▶ [Stored data]:
╔══
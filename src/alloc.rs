//! `SmallAlloc`: the allocator facade tying the size classifier, pool
//! groups, mempools and the GC queue together.
//!
//! This mirrors a `create`/`alloc`/`free` entry-point API as a single
//! owning struct instead of a set of free functions operating on an
//! opaque handle — the usual translation for a single-threaded,
//! non-`'static` Rust type.

use std::ops::ControlFlow;
use std::ptr::NonNull;

use crate::config::AllocatorConfig;
use crate::diagnostics;
use crate::gc::{DelayedQueues, FreeMode};
use crate::group::{Group, MAX_GROUP_SIZE};
use crate::mempool::{self, Mempool, PoolStats};
use crate::pool::SmallPool;
use crate::size_class::SizeClass;
use crate::slab_cache::SlabCache;
use crate::stats::{self, AllocStats};

/// Options accepted by [`SmallAlloc::set_option`].
#[derive(Debug, Clone, Copy, PartialEq, Eq)]
pub enum AllocOption {
    /// Turn delayed-free mode on or off. Turning it off schedules an
    /// incremental drain of whatever is still quarantined (see
    /// [`crate::gc`]) rather than freeing it all at once.
    DelayedFreeMode(bool),
}

/// A small-object slab allocator.
///
/// Owns an ordered table of [`SmallPool`]/[`Mempool`] pairs (one per
/// size class), partitioned into [`Group`]s of at most
/// [`MAX_GROUP_SIZE`] pools that share a slab order, plus the
/// [`SlabCache`] backing all of them and the [`DelayedQueues`] used in
/// delayed-free mode. Allocations above the largest size class fall
/// through to a direct page-aligned path on the same cache.
pub struct SmallAlloc {
    cache: SlabCache,
    size_class: SizeClass,
    pools: Vec<SmallPool>,
    mempools: Vec<Mempool>,
    groups: Vec<Group>,
    /// Largest size served by a size-class pool; strictly larger
    /// requests go straight to the slab cache's large-allocation path.
    objsize_max: usize,
    free_mode: FreeMode,
    delayed: DelayedQueues,
}

impl SmallAlloc {
    /// Build an allocator from `config`. Returns the allocator and the
    /// realised geometric factor (see [`SizeClass::new`]).
    pub fn create(config: AllocatorConfig) -> (Self, f64) {
        assert!(!config.slab_orders.is_empty(), "need at least one slab order");
        assert!(config.num_pools > 0, "need at least one pool");

        let (size_class, actual_factor) =
            SizeClass::new(config.granularity, config.min_alloc, config.requested_factor);

        let cache = SlabCache::new(config.slab_orders);
        let num_pools = config.num_pools;

        let mut pools = Vec::with_capacity(num_pools);
        let mut mempools = Vec::with_capacity(num_pools);
        let mut groups = Vec::new();

        let mut next = 0;
        while next < num_pools {
            let group_idx = groups.len();
            let group_len = (num_pools - next).min(MAX_GROUP_SIZE);
            let first = next;
            let last = next + group_len - 1;
            let slab_order = group_idx.min(cache.num_orders() - 1);
            let slab_size = cache.slab_order_size(slab_order);

            let group = Group::new(first, last, slab_size);

            for local_idx in 0..group_len {
                let global_idx = first + local_idx;
                let objsize = size_class.size_by_class(global_idx);
                let objsize_min = if global_idx == 0 {
                    1
                } else {
                    pools[global_idx - 1].objsize + 1
                };
                let appropriate_pool_mask = group.appropriate_mask_from(local_idx);

                pools.push(SmallPool {
                    objsize,
                    objsize_min,
                    slab_order,
                    group: group_idx,
                    local_idx,
                    used_pool: last,
                    appropriate_pool_mask,
                    waste: 0,
                });
                mempools.push(Mempool::new(objsize, slab_order, global_idx));
            }

            groups.push(group);
            next += group_len;
        }

        let objsize_max = pools.last().expect("num_pools > 0").objsize;
        let delayed = DelayedQueues::new(num_pools);

        let alloc = Self {
            cache,
            size_class,
            pools,
            mempools,
            groups,
            objsize_max,
            free_mode: FreeMode::Free,
            delayed,
        };
        (alloc, actual_factor)
    }

    /// Largest size served by a size-class pool.
    pub fn objsize_max(&self) -> usize {
        self.objsize_max
    }

    /// Realised geometric growth factor.
    pub fn actual_factor(&self) -> f64 {
        self.size_class.actual_factor()
    }

    /// Allocate `size` bytes. `None` on OOM. Sizes above
    /// [`SmallAlloc::objsize_max`] are served directly from the slab
    /// cache's large-allocation path, bypassing size classification.
    pub fn smalloc(&mut self, size: usize) -> Option<NonNull<u8>> {
        debug_assert!(size > 0, "smalloc(0) is caller error");

        self.gc_step();

        if size > self.objsize_max {
            return self.cache.acquire_large(size);
        }

        let cls = self.size_class.class_by_size(size);
        let target = self.pools[cls].used_pool;

        let ptr = match self.mempools[target].alloc(&mut self.cache) {
            Some(ptr) => ptr,
            None => {
                diagnostics::oom(size, self.pools[cls].slab_order);
                return None;
            }
        };

        if target != cls {
            let served_objsize = self.pools[target].objsize;
            self.pools[cls].record_alloc_redirect(served_objsize);

            let waste_max = self.groups[self.pools[cls].group].waste_max;
            if self.pools[cls].should_activate(waste_max) {
                self.activate(cls);
            }
        }

        Some(ptr)
    }

    /// Free `ptr`, previously returned by [`SmallAlloc::smalloc`] for
    /// `size` bytes. Frees immediately regardless of the current
    /// [`FreeMode`]; use [`SmallAlloc::smfree_delayed`] to respect it.
    pub fn smfree(&mut self, ptr: NonNull<u8>, size: usize) {
        debug_assert!(size > 0, "smfree(_, 0) is caller error");

        if size > self.objsize_max {
            // SAFETY: `ptr` was obtained from `cache.acquire_large(size)`
            // in `smalloc`, since only oversized requests take this path.
            unsafe { self.cache.release_large(ptr, size) };
            return;
        }

        self.free_classified(self.size_class.class_by_size(size), ptr);
    }

    /// Free `ptr` (previously returned by [`SmallAlloc::smalloc`] for
    /// `size` bytes), honouring the current [`FreeMode`]: quarantines
    /// the pointer instead of freeing it while delayed-free mode is on.
    pub fn smfree_delayed(&mut self, ptr: NonNull<u8>, size: usize) {
        debug_assert!(size > 0, "smfree_delayed(_, 0) is caller error");

        if self.free_mode != FreeMode::DelayedFree {
            self.smfree(ptr, size);
            return;
        }

        if size > self.objsize_max {
            self.delayed.push_large(ptr, size);
        } else {
            self.delayed.push(self.size_class.class_by_size(size), ptr);
        }
    }

    /// Apply an allocator-wide option.
    pub fn set_option(&mut self, option: AllocOption) {
        match option {
            AllocOption::DelayedFreeMode(true) => self.free_mode = FreeMode::DelayedFree,
            AllocOption::DelayedFreeMode(false) => self.free_mode = FreeMode::CollectGarbage,
        }
    }

    /// Aggregate usage across every pool, visiting each pool's snapshot
    /// in index order. Iteration stops early if `visitor` returns
    /// [`ControlFlow::Break`].
    pub fn stats(&self, mut visitor: impl FnMut(&PoolStats) -> ControlFlow<()>) -> AllocStats {
        let snapshots: Vec<PoolStats> = self.mempools.iter().map(|m| m.stats(&self.cache)).collect();
        stats::collect(snapshots.iter(), |s| visitor(s))
    }

    /// Free `ptr`, originally classified to pool `cls`, reconciling
    /// redirect waste against whichever pool actually served it.
    fn free_classified(&mut self, cls: usize, ptr: NonNull<u8>) {
        let slab_size = self.cache.slab_order_size(self.pools[cls].slab_order);
        let actual = mempool::owner_of(ptr, slab_size);

        if actual != cls {
            let actual_objsize = self.pools[actual].objsize;
            self.pools[cls].record_free_reconcile(actual_objsize);
        }

        self.mempools[actual].free(&mut self.cache, ptr);
    }

    /// Activate pool `cls` (it has accumulated enough redirect waste to
    /// serve its own size itself) and re-route every pool in its group
    /// with an equal or smaller objsize, per the group's routing rule.
    fn activate(&mut self, cls: usize) {
        let group_idx = self.pools[cls].group;
        let local_idx = self.pools[cls].local_idx;

        self.groups[group_idx].activate(local_idx);
        let group = self.groups[group_idx];
        diagnostics::pool_activated(cls, self.pools[cls].waste, group.active_pool_mask);

        for q_local in 0..=local_idx {
            let q_global = group.first + q_local;
            let target_local = group.routing_target(self.pools[q_global].appropriate_pool_mask);
            self.pools[q_global].used_pool = group.first + target_local;
        }
    }

    /// Drain up to one GC batch while in [`FreeMode::CollectGarbage`],
    /// falling back to [`FreeMode::Free`] once the quarantine empties.
    /// No-op in the other two modes.
    fn gc_step(&mut self) {
        if self.free_mode != FreeMode::CollectGarbage {
            return;
        }

        let large_batch = self.delayed.drain_large_batch();
        if !large_batch.is_empty() {
            let n = large_batch.len();
            for (ptr, size) in large_batch {
                // SAFETY: queued only from `smfree_delayed`'s large path.
                unsafe { self.cache.release_large(ptr, size) };
            }
            diagnostics::gc_batch_drained(n, self.free_mode);
            return;
        }

        let pool_batch = self.delayed.drain_pool_batch();
        if !pool_batch.is_empty() {
            let n = pool_batch.len();
            for (cls, ptr) in pool_batch {
                self.free_classified(cls, ptr);
            }
            diagnostics::gc_batch_drained(n, self.free_mode);
            return;
        }

        self.free_mode = FreeMode::Free;
    }
}

impl Drop for SmallAlloc {
    fn drop(&mut self) {
        // Outstanding delayed large allocations are reclaimed
        // unconditionally; mempools still holding slabs at this point
        // trip the debug_assert in `Mempool::drop` (a live-object leak,
        // i.e. caller error, not something this allocator can recover
        // from on its own).
        for (ptr, size) in self.delayed.take_all_large() {
            // SAFETY: queued only from `smfree_delayed`'s large path.
            unsafe { self.cache.release_large(ptr, size) };
        }
    }
}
╚══
Would you please copy exactly the part of the entries above that begins at the line containing "let num_pools = config.num_pools;" and ends at the line containing "let group_idx = groups.len();", both lines included?

        let num_pools = config.num_pools;

        let mut pools = Vec::with_capacity(num_pools);
        let mut mempools = Vec::with_capacity(num_pools);
        let mut groups = Vec::new();

        let mut next = 0;
        while next < num_pools {
            let group_idx = groups.len();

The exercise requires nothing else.